Technology

Does the digital era herald the end of history?

Wasteland Image copyright Thinkstock
Image caption What would the world be like if we lost all our digital data?

Has the digital transformation of our society put the future of recorded history in jeopardy? Many internet observers fear so. But why, and what do they mean?

Since the 1980s our lives have grown increasingly digital, and with dizzying speed.

Most of our photos, videos, conversations, research and writings are now stored as strings of ones and noughts on local computers or in data centres distributed throughout the world.

Data specialist EMC estimates that in 2013 the world contained about 4.4 zettabytes (4.4 trillion gigabytes) of data. By 2020, it expects this to have risen tenfold.

History, in other words, has gone online.

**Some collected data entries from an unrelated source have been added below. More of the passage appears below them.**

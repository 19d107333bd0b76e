//! Candle snapshot client.
//!
//! Fetches OHLCV history from the upstream info endpoint and normalizes it
//! into [`Kline`] bars. Only the single supported coin is accepted; intervals
//! are validated against the timeframe whitelist upstream of this module. A
//! short-TTL cache keyed by the full request payload absorbs repeated polls.

use crate::models::{Kline, Timeframe};
use anyhow::{anyhow, bail, Context, Result};
use parking_lot::Mutex;
use reqwest::Client;
use serde::Deserialize;
use serde_json::json;
use std::collections::HashMap;
use std::time::Duration;
use tracing::debug;

const SNAPSHOT_TIMEOUT: Duration = Duration::from_secs(6);

/// Candle row as served upstream: ms timestamps plus string-encoded OHLCV.
#[derive(Debug, Deserialize)]
struct RawCandle {
    t: i64,
    #[serde(rename = "T")]
    t_close: Option<i64>,
    o: serde_json::Value,
    h: serde_json::Value,
    l: serde_json::Value,
    c: serde_json::Value,
    v: serde_json::Value,
    n: Option<i64>,
}

pub struct KlineClient {
    client: Client,
    info_url: String,
    coin: String,
    cache_sec: i64,
    cache: Mutex<HashMap<String, (i64, Vec<Kline>)>>,
}

impl KlineClient {
    pub fn new(info_url: String, coin: String, cache_sec: i64) -> Result<Self> {
        let client = Client::builder()
            .timeout(SNAPSHOT_TIMEOUT)
            .build()
            .context("Failed to build kline http client")?;

        Ok(Self {
            client,
            info_url,
            coin,
            cache_sec,
            cache: Mutex::new(HashMap::new()),
        })
    }

    /// Reject anything other than the single supported instrument. Accepts
    /// the bare coin ("BTC") and the symbol spelling ("BTCUSDT").
    pub fn validate_coin(&self, requested: &str) -> Result<()> {
        let norm = requested.to_ascii_uppercase();
        if norm == self.coin || norm == format!("{}USDT", self.coin) {
            return Ok(());
        }
        bail!("unsupported symbol: {}", requested);
    }

    /// Fetch up to `limit` candles for `tf` covering `[start_ms, end_ms]`
    /// (open-time bounds, both optional).
    pub async fn fetch(
        &self,
        tf: Timeframe,
        limit: usize,
        start_ms: Option<i64>,
        end_ms: Option<i64>,
        now_ms: i64,
    ) -> Result<Vec<Kline>> {
        let interval_ms = tf.interval_ms();
        let end = end_ms.unwrap_or(now_ms);
        let start = start_ms.unwrap_or_else(|| end - (limit as i64) * interval_ms);

        let body = json!({
            "type": "candleSnapshot",
            "req": {
                "coin": self.coin,
                "interval": tf.as_str(),
                "startTime": start,
                "endTime": end,
            }
        });
        let cache_key = format!("{}|{}", self.info_url, body);

        if let Some(hit) = self.cache_get(&cache_key, now_ms) {
            return Ok(hit);
        }

        let resp = self
            .client
            .post(&self.info_url)
            .json(&body)
            .send()
            .await
            .with_context(|| format!("candle snapshot request failed ({})", tf.as_str()))?;

        if !resp.status().is_success() {
            bail!("candle snapshot upstream status {}", resp.status());
        }

        let raw: Vec<RawCandle> = resp
            .json()
            .await
            .context("candle snapshot decode failed")?;

        let mut bars = raw
            .into_iter()
            .map(|r| normalize(r, interval_ms))
            .collect::<Result<Vec<_>>>()?;
        bars.sort_by_key(|b| b.open_time);
        if bars.len() > limit {
            bars.drain(..bars.len() - limit);
        }

        debug!(
            interval = tf.as_str(),
            bars = bars.len(),
            "candle snapshot fetched"
        );

        self.cache_put(cache_key, now_ms, bars.clone());
        Ok(bars)
    }

    /// Fetch a trailing window of `count` candles whose final bar closes at
    /// exactly `close_ms` (inclusive close time).
    pub async fn fetch_window_ending(
        &self,
        tf: Timeframe,
        close_ms: i64,
        count: usize,
        now_ms: i64,
    ) -> Result<Vec<Kline>> {
        let interval_ms = tf.interval_ms();
        let last_open = close_ms + 1 - interval_ms;
        let first_open = last_open - (count.saturating_sub(1) as i64) * interval_ms;
        self.fetch(tf, count, Some(first_open), Some(last_open), now_ms)
            .await
    }

    /// Fetch the single candle with exactly this inclusive close time, if the
    /// upstream has it.
    pub async fn fetch_candle_closing_at(
        &self,
        tf: Timeframe,
        close_ms: i64,
        now_ms: i64,
    ) -> Result<Option<Kline>> {
        let bars = self.fetch_window_ending(tf, close_ms, 1, now_ms).await?;
        Ok(bars.into_iter().find(|b| b.close_time == close_ms))
    }

    fn cache_get(&self, key: &str, now_ms: i64) -> Option<Vec<Kline>> {
        let cache = self.cache.lock();
        let (fetched_at, bars) = cache.get(key)?;
        if now_ms - fetched_at <= self.cache_sec * 1000 {
            Some(bars.clone())
        } else {
            None
        }
    }

    fn cache_put(&self, key: String, now_ms: i64, bars: Vec<Kline>) {
        let mut cache = self.cache.lock();
        // Drop expired entries opportunistically so the map stays small.
        cache.retain(|_, (fetched_at, _)| now_ms - *fetched_at <= self.cache_sec * 1000);
        cache.insert(key, (now_ms, bars));
    }
}

fn normalize(raw: RawCandle, interval_ms: i64) -> Result<Kline> {
    Ok(Kline {
        open_time: raw.t,
        close_time: raw.t_close.unwrap_or(raw.t + interval_ms),
        open: num(&raw.o, "o")?,
        high: num(&raw.h, "h")?,
        low: num(&raw.l, "l")?,
        close: num(&raw.c, "c")?,
        volume: num(&raw.v, "v")?,
        trades_count: raw.n,
    })
}

/// Upstream encodes prices as JSON strings; tolerate plain numbers too.
fn num(v: &serde_json::Value, field: &str) -> Result<f64> {
    v.as_f64()
        .or_else(|| v.as_str().and_then(|s| s.parse().ok()))
        .filter(|f| f.is_finite())
        .ok_or_else(|| anyhow!("candle field {} is not numeric: {}", field, v))
}

#[cfg(test)]
mod tests {
    use super::*;

    fn raw(t: i64, t_close: Option<i64>) -> RawCandle {
        RawCandle {
            t,
            t_close,
            o: json!("100.5"),
            h: json!("101.0"),
            l: json!(99.5),
            c: json!("100.8"),
            v: json!("12.5"),
            n: Some(42),
        }
    }

    #[test]
    fn test_normalize_string_and_numeric_fields() {
        let bar = normalize(raw(60_000, Some(119_999)), 60_000).unwrap();
        assert_eq!(bar.open_time, 60_000);
        assert_eq!(bar.close_time, 119_999);
        assert_eq!(bar.open, 100.5);
        assert_eq!(bar.low, 99.5);
        assert_eq!(bar.trades_count, Some(42));
    }

    #[test]
    fn test_normalize_synthesizes_close_time() {
        let bar = normalize(raw(60_000, None), 60_000).unwrap();
        assert_eq!(bar.close_time, 120_000);
    }

    #[test]
    fn test_normalize_rejects_garbage() {
        let mut r = raw(0, None);
        r.c = json!("not-a-price");
        assert!(normalize(r, 60_000).is_err());
    }

    #[test]
    fn test_validate_coin() {
        let client = KlineClient::new("http://localhost".into(), "BTC".into(), 15).unwrap();
        assert!(client.validate_coin("BTC").is_ok());
        assert!(client.validate_coin("btc").is_ok());
        assert!(client.validate_coin("BTCUSDT").is_ok());
        assert!(client.validate_coin("ETH").is_err());
        assert!(client.validate_coin("ETHUSDT").is_err());
    }

    #[test]
    fn test_cache_round_trip_and_expiry() {
        let client = KlineClient::new("http://localhost".into(), "BTC".into(), 15).unwrap();
        let bars = vec![normalize(raw(0, None), 60_000).unwrap()];
        client.cache_put("k".into(), 1_000, bars.clone());
        assert_eq!(client.cache_get("k", 10_000), Some(bars));
        assert_eq!(client.cache_get("k", 17_000), None);
    }
}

While this means unprecedented instant access to vast stores of human knowledge and culture, it also means that mountains of digital data of crucial importance to archivists and future historians are potentially under threat from deletion, corruption, theft, obsolescence and natural or man-made disasters.

How so?

Data threats

In the past, we wrote on stone, wax tablets, parchment, calfskin vellum and paper - anything we could get our hands on. And these hard copies lasted pretty well - some cave paintings survived more than 40,000 years, while Egyptian hieroglyphics date from about 3500BC.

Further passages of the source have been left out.